Capitolo terzo- Città/Civitas- Il labirinto, modalità di orientamento- di Gabriella Landini



Andamento labirintico, potremmo definire il nostro viavai giornaliero in città, recandoci da un punto all’altro, per un motivo o per l’altro. Labirintoide è il modo in cui ci orientiamo, disorientandoci, abitualmente. Dopo una giornata di faticosi percorsi tra sensi unici, strade senza uscita, vicoli ciechi, ingorghi, in preda a ire funeste dirette verso altri conducenti di veicoli, che ravvisiamo in veste di novelli demoni da sconfiggere e superare al semaforo (con multa allegata), quando, esausti, finalmente, imbocchiamo le strade maestre, i grandi viali panoramici che ci portano diritti verso la salvezza delle mura domestiche, viene da chiedersi, richiusa la porta alla spalle, ma davvero non si potrebbe fare altrimenti e vivere diversamente?
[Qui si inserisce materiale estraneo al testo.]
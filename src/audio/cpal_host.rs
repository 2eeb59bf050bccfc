use cpal::traits::{DeviceTrait, HostTrait, StreamTrait};
use cpal::{FromSample, Sample, SampleFormat, SampleRate, SizedSample, StreamConfig};
use log::{info, warn};

use crate::audio::device::{ActiveStream, AudioHost, Device, ErrorCallback, InputCallback};
use crate::error::ScopeError;

/// The platform's default cpal host. Device indices are positions in
/// `Host::devices()`, matching what the settings file stores.
pub struct CpalHost {
    host: cpal::Host,
}

pub struct CpalStream {
    stream: cpal::Stream,
}

impl ActiveStream for CpalStream {
    fn stop(&mut self) {
        if let Err(e) = self.stream.pause() {
            warn!("Failed to pause capture stream: {}", e);
        }
    }
}

impl CpalHost {
    pub fn new() -> Self {
        Self {
            host: cpal::default_host(),
        }
    }

    fn device_at(&self, index: usize) -> Option<cpal::Device> {
        self.host.devices().ok()?.nth(index)
    }
}

fn max_input_channels(device: &cpal::Device) -> u16 {
    match device.supported_input_configs() {
        Ok(configs) => configs.map(|c| c.channels()).max().unwrap_or(0),
        Err(_) => 0,
    }
}

/// Mono when some supported config offers one channel at `sample_rate`,
/// otherwise the device's own channel count. Many hardware inputs only
/// open with their native layout; the first channel is kept either way.
fn pick_channels<I>(supported: I, sample_rate: u32, native: u16) -> u16
where
    I: IntoIterator<Item = (u16, u32, u32)>,
{
    let mono = supported
        .into_iter()
        .any(|(channels, min, max)| channels == 1 && (min..=max).contains(&sample_rate));
    if mono {
        1
    } else {
        native.max(1)
    }
}

/// Callback buffers are usually `block_size` frames but some backends hand
/// over more; the scratch buffer is sized for that up front.
const SCRATCH_HEADROOM: usize = 4;

impl AudioHost for CpalHost {
    type Stream = CpalStream;

    fn devices(&self) -> Result<Vec<Device>, ScopeError> {
        let devices = self
            .host
            .devices()
            .map_err(|e| ScopeError::DeviceInfo(e.to_string()))?;

        Ok(devices
            .enumerate()
            .map(|(index, device)| Device {
                index,
                name: device.name().unwrap_or_else(|_| "Unknown Device".to_string()),
                input_channels: max_input_channels(&device),
            })
            .collect())
    }

    fn default_sample_rate(&self, device: &Device) -> Result<u32, ScopeError> {
        let cpal_device = self
            .device_at(device.index)
            .ok_or_else(|| ScopeError::DeviceInfo(format!("device {} not found", device.index)))?;
        let config = cpal_device
            .default_input_config()
            .map_err(|e| ScopeError::DeviceInfo(e.to_string()))?;
        Ok(config.sample_rate().0)
    }

    fn open_input(
        &self,
        device: &Device,
        sample_rate: u32,
        block_size: usize,
        callback: InputCallback,
        on_error: ErrorCallback,
    ) -> Result<CpalStream, ScopeError> {
        let cpal_device = self
            .device_at(device.index)
            .ok_or_else(|| ScopeError::StreamOpen(format!("device {} not found", device.index)))?;

        let sample_format = match cpal_device.default_input_config() {
            Ok(config) => config.sample_format(),
            Err(e) => {
                warn!("No default input config for {}: {}; assuming f32", device.name, e);
                SampleFormat::F32
            }
        };

        let channels = match cpal_device.supported_input_configs() {
            Ok(configs) => pick_channels(
                configs.map(|c| (c.channels(), c.min_sample_rate().0, c.max_sample_rate().0)),
                sample_rate,
                device.input_channels,
            ),
            Err(e) => {
                warn!("Could not list input configs for {}: {}", device.name, e);
                device.input_channels.max(1)
            }
        };
        if channels > 1 {
            info!("{} has no mono input; opening {} channels", device.name, channels);
        }

        let config = StreamConfig {
            channels,
            sample_rate: SampleRate(sample_rate),
            buffer_size: cpal::BufferSize::Fixed(block_size as u32),
        };

        let stream = match sample_format {
            SampleFormat::F32 => {
                build_stream::<f32>(&cpal_device, &config, block_size, callback, on_error)
            }
            SampleFormat::I16 => {
                build_stream::<i16>(&cpal_device, &config, block_size, callback, on_error)
            }
            SampleFormat::U16 => {
                build_stream::<u16>(&cpal_device, &config, block_size, callback, on_error)
            }
            other => Err(ScopeError::StreamOpen(format!(
                "unsupported sample format {:?}",
                other
            ))),
        }?;

        stream
            .play()
            .map_err(|e| ScopeError::StreamOpen(format!("failed to start stream: {}", e)))?;

        Ok(CpalStream { stream })
    }
}

fn build_stream<T>(
    device: &cpal::Device,
    config: &StreamConfig,
    block_size: usize,
    mut callback: InputCallback,
    mut on_error: ErrorCallback,
) -> Result<cpal::Stream, ScopeError>
where
    T: SizedSample + Send + 'static,
    f32: FromSample<T>,
{
    let channels = config.channels as usize;
    let mut scratch: Vec<f32> = Vec::with_capacity(block_size * channels * SCRATCH_HEADROOM);

    device
        .build_input_stream(
            config,
            move |data: &[T], _: &cpal::InputCallbackInfo| {
                scratch.clear();
                scratch.extend(data.iter().map(|&s| s.to_sample::<f32>()));
                callback(&scratch, channels);
            },
            move |err| on_error(err.to_string()),
            None,
        )
        .map_err(|e| ScopeError::StreamOpen(e.to_string()))
}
La risposta è, ahimè: no.

La città è labirinto.

La città-labirinto svolge, nella nostra concezione di societas, un ruolo determinante, proprio per il modo in cui si dà nel suo andamento, in quella tortuosità scartabellante c’è tutta la paideia di cui necessitiamo per appartenere al ciottolo, all’asfalto, alla cementificazione svettante del grattacielo, per appartenere anche a un obiettivo illusorio di condivisione e comunitarietà dei vincoli di potere. Così orientando e disorientando, giocando sull’inestricabile e sulla contraddizione, ci muoviamo abitualmente negli ambiti dell’essere–avere–sapere–potere, credendo che ci sarà un punto in cui saremo autorizzati, titolati, anzi, superspecializzati con permessi in scalate verticali a gradi di gerarchia piramidale che si espande in orizzontale, e si estende in esotici paesi e colonie racchiusi nel palazzo kafkiano.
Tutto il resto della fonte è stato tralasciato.